My husband used to play this cute game with Beau; he would be sitting in front of him, and he would take his finger and point it at him and say, “Bang!” And Beau would flop over on the ground, playing dead.

My dear friend Miss Ruthie groomed Beau and cleaned him up. She is my expert on children and animals. I took him for a walk everyday, and fed and watered him. And somewhere along the way, I actually began to love this guy. He was really a sweet dog. And around the time that I realized that I wasn’t afraid of dogs anymore, and that I was attached to this one . . . we went away for a weekend and a friend was coming to the house to feed him and he got out of the house and disappeared. She never made much of an effort to find him. Husband walked up the road toward a farm and found that he had gotten hit by a car. Just like that, he was gone. It was the oddest thing; I was petting him before we left and I felt him saying goodbye to me. But not just goodbye for the weekend. I was assuring him that we’d be back. And he was trying to tell me he wouldn’t be there when we got back.

Beau came into my life and helped to heal an old wound. He showed me the capacity for love of a dog. When I got that lesson, his work was done. 

~Excerpted from Healing Dogs with Love
Sorry for the lack of a photo of Beau--am working on it!

Monday, June 4, 2012

Monday for Mari

I'm in love with a dog I didn't know.

It started with a suggestion from John Morgan to research other dog books, as I'm writing my own. So I went to Amazon & googled. And I got sucked into this:

Sweet Lou.
I knew going into Last Dog on the Hill  that Lou lived 16 years and that this book was a tribute to his life. So I knew as I was reaching the end of the book that I would also be reaching for the tissues at the end of his life story. I boo-hooed my way thru the last part, of course. This dog was a real hero. He confronted an armed robber, attacked a rapist and during the course of his life saved hundreds of troubled & misbehaving dogs from certain euthanization. In the process, he gave Steve Duno a new profession as a dog trainer.

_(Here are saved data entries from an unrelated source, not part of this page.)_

//! Unbounded blocking FIFO used between log producers and the flush thread
//!
//! Producers never block beyond the brief lock acquisition; consumers may
//! wait indefinitely (`pop`) or until a deadline (`pop_timeout`). Closing the
//! queue wakes every waiter: remaining items are still handed out, after which
//! `pop` reports end-of-stream with `None`.

use parking_lot::{Condvar, Mutex};
use std::collections::VecDeque;
use std::time::{Duration, Instant};

struct Inner<T> {
    items: VecDeque<T>,
    closed: bool,
}

/// Thread-safe unbounded FIFO with blocking and timed-blocking pop.
pub struct BlockingQueue<T> {
    inner: Mutex<Inner<T>>,
    /// Signalled when the queue becomes non-empty or is closed
    available: Condvar,
}

impl<T> BlockingQueue<T> {
    pub fn new() -> Self {
        Self {
            inner: Mutex::new(Inner {
                items: VecDeque::new(),
                closed: false,
            }),
            available: Condvar::new(),
        }
    }

    /// Append an item at the tail and wake all waiters.
    ///
    /// Returns `false` only if the queue has been closed; capacity is never
    /// a reason to refuse an item.
    pub fn push(&self, item: T) -> bool {
        let mut inner = self.inner.lock();
        if inner.closed {
            return false;
        }
        inner.items.push_back(item);
        drop(inner);
        self.available.notify_all();
        true
    }

    /// Remove and return the head, blocking while the queue is empty.
    ///
    /// Returns `None` once the queue is closed and drained.
    pub fn pop(&self) -> Option<T> {
        let mut inner = self.inner.lock();
        loop {
            if let Some(item) = inner.items.pop_front() {
                return Some(item);
            }
            if inner.closed {
                return None;
            }
            self.available.wait(&mut inner);
        }
    }

    /// Like [`pop`](Self::pop), but gives up after `timeout`.
    ///
    /// The deadline is fixed at entry on the monotonic clock, so spurious
    /// wakeups do not extend the total wait. A timeout too large to be
    /// represented as a deadline waits like [`pop`](Self::pop).
    pub fn pop_timeout(&self, timeout: Duration) -> Option<T> {
        let Some(deadline) = Instant::now().checked_add(timeout) else {
            return self.pop();
        };
        let mut inner = self.inner.lock();
        loop {
            if let Some(item) = inner.items.pop_front() {
                return Some(item);
            }
            if inner.closed {
                return None;
            }
            if self.available.wait_until(&mut inner, deadline).timed_out() {
                return inner.items.pop_front();
            }
        }
    }

    /// Remove every queued item. Waiters are not woken.
    pub fn clear(&self) {
        self.inner.lock().items.clear();
    }

    pub fn is_empty(&self) -> bool {
        self.inner.lock().items.is_empty()
    }

    pub fn len(&self) -> usize {
        self.inner.lock().items.len()
    }

    /// Mark end-of-stream and wake all waiters
    pub fn close(&self) {
        self.inner.lock().closed = true;
        self.available.notify_all();
    }

    pub fn is_closed(&self) -> bool {
        self.inner.lock().closed
    }
}

impl<T: Clone> BlockingQueue<T> {
    /// Copy of the head without removing it
    pub fn front(&self) -> Option<T> {
        self.inner.lock().items.front().cloned()
    }

    /// Copy of the tail without removing it
    pub fn back(&self) -> Option<T> {
        self.inner.lock().items.back().cloned()
    }
}

impl<T> Default for BlockingQueue<T> {
    fn default() -> Self {
        Self::new()
    }
}

#[cfg(test)]
mod tests {
    use super::*;
    use proptest::prelude::*;
    use std::sync::Arc;
    use std::thread;

    #[test]
    fn test_push_pop_fifo() {
        let queue = BlockingQueue::new();
        assert!(queue.push(1));
        assert!(queue.push(2));
        assert!(queue.push(3));

        assert_eq!(queue.pop(), Some(1));
        assert_eq!(queue.pop(), Some(2));
        assert_eq!(queue.pop(), Some(3));
        assert!(queue.is_empty());
    }

    #[test]
    fn test_front_back_do_not_remove() {
        let queue = BlockingQueue::new();
        assert_eq!(queue.front(), None::<String>);
        assert_eq!(queue.back(), None::<String>);

        queue.push("a".to_string());
        queue.push("b".to_string());

        assert_eq!(queue.front().as_deref(), Some("a"));
        assert_eq!(queue.back().as_deref(), Some("b"));
        assert_eq!(queue.len(), 2);
    }

    #[test]
    fn test_clear() {
        let queue = BlockingQueue::new();
        queue.push(1);
        queue.push(2);
        queue.clear();
        assert!(queue.is_empty());
        assert_eq!(queue.len(), 0);
    }

    #[test]
    fn test_pop_timeout_on_empty_queue() {
        let queue: BlockingQueue<u32> = BlockingQueue::new();
        let start = Instant::now();
        assert_eq!(queue.pop_timeout(Duration::from_millis(100)), None);
        let elapsed = start.elapsed();
        assert!(elapsed >= Duration::from_millis(100), "returned early: {:?}", elapsed);
        assert!(elapsed < Duration::from_millis(500), "returned late: {:?}", elapsed);
    }

    #[test]
    fn test_pop_timeout_returns_pushed_item() {
        let queue = Arc::new(BlockingQueue::new());
        let producer = {
            let queue = queue.clone();
            thread::spawn(move || {
                thread::sleep(Duration::from_millis(20));
                queue.push(42);
            })
        };

        assert_eq!(queue.pop_timeout(Duration::from_secs(5)), Some(42));
        producer.join().unwrap();
    }

    #[test]
    fn test_pop_timeout_with_unbounded_timeout() {
        let queue = BlockingQueue::new();
        queue.push(1);
        assert_eq!(queue.pop_timeout(Duration::MAX), Some(1));

        queue.close();
        assert_eq!(queue.pop_timeout(Duration::MAX), None);
    }

    #[test]
    fn test_pop_blocks_until_push() {
        let queue = Arc::new(BlockingQueue::new());
        let consumer = {
            let queue = queue.clone();
            thread::spawn(move || {
                let start = Instant::now();
                let value = queue.pop();
                (value, start.elapsed())
            })
        };

        thread::sleep(Duration::from_millis(50));
        queue.push("late");

        let (value, waited) = consumer.join().unwrap();
        assert_eq!(value, Some("late"));
        assert!(waited >= Duration::from_millis(40));
    }

    #[test]
    fn test_close_wakes_blocked_pop() {
        let queue: Arc<BlockingQueue<u8>> = Arc::new(BlockingQueue::new());
        let consumer = {
            let queue = queue.clone();
            thread::spawn(move || queue.pop())
        };

        thread::sleep(Duration::from_millis(20));
        queue.close();
        assert_eq!(consumer.join().unwrap(), None);
    }

    #[test]
    fn test_close_drains_before_end_of_stream() {
        let queue = BlockingQueue::new();
        queue.push(1);
        queue.push(2);
        queue.close();

        assert!(queue.is_closed());
        assert!(!queue.push(3));
        assert_eq!(queue.pop(), Some(1));
        assert_eq!(queue.pop(), Some(2));
        assert_eq!(queue.pop(), None);
        assert_eq!(queue.pop_timeout(Duration::from_millis(10)), None);
    }

    #[test]
    fn test_multiple_producers_keep_per_producer_order() {
        let queue = Arc::new(BlockingQueue::new());
        let producers: Vec<_> = (0..4usize)
            .map(|id| {
                let queue = queue.clone();
                thread::spawn(move || {
                    for seq in 0..250u32 {
                        queue.push((id, seq));
                    }
                })
            })
            .collect();
        for p in producers {
            p.join().unwrap();
        }
        queue.close();

        let mut last = [None; 4];
        let mut count = 0;
        while let Some((id, seq)) = queue.pop() {
            if let Some(prev) = last[id] {
                assert!(seq > prev);
            }
            last[id] = Some(seq);
            count += 1;
        }
        assert_eq!(count, 1000);
    }

    proptest! {
        #[test]
        fn prop_pops_follow_push_order(items in proptest::collection::vec(any::<i64>(), 0..200)) {
            let queue = BlockingQueue::new();
            for item in &items {
                prop_assert!(queue.push(*item));
            }
            prop_assert_eq!(queue.len(), items.len());

            let mut popped = Vec::with_capacity(items.len());
            while let Some(item) = queue.pop_timeout(Duration::ZERO) {
                popped.push(item);
            }
            prop_assert_eq!(popped, items);
        }
    }
}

"Real heroes are not pompous or bigheaded. They're accidental and sweet and good-hearted, with nothing to prove. Farm kids called to war, cops and firefighters rushing into eternity, plain folk when the dykes break. They are uncomfortable with attention tendered for simply doing what seemed right at the time." (p. 187)

Reading Lou's story also sparked memories of all my dogs. Steve talks about how Lou would place his paw over his foot, and that this was a typical Rottweiler behaviour. I laughed at the memory of Remi, who used to do that, too!

"Our friendship defined us. These days I can't think of myself, or of life before or after him, without imagining him here forever, like an inscription carved in my heart."  (p. 181)

My sweet Remi & Barkley.
"The essential crime committed against all dog owners is born of the love we hold for them, which, like the love of a child, runs deep. No parent should have to bury a child, they say, but that is what we dog owners must do, not once but time after time, throughout our lives. While we remain unchangeable to their sweet eyes, they run from birth to the grave in an instant of our own measure. They burn like kindling, and though we know we can never replace one dog with another, we keep trying, in hopes of reviving hints of some great dog gone by. No; they are not children we bury. But dogs like Lou come close. They come very, very close." (p.5)

My sweet Millie & Maggie.
This book is Lou's story, but in the process of reading it, you will fall in love with your own dogs even more.  My friend Gareth from Mystic Pet said that all dogs want is a master to be devoted to & love. I think it goes two ways when you have a special bond with a dog. This book is a testimony not just to Lou's loyalty and devotion, but also to that of the author's. For anyone who has ever rescued a dog and wondered, Who rescued whom? Read this book.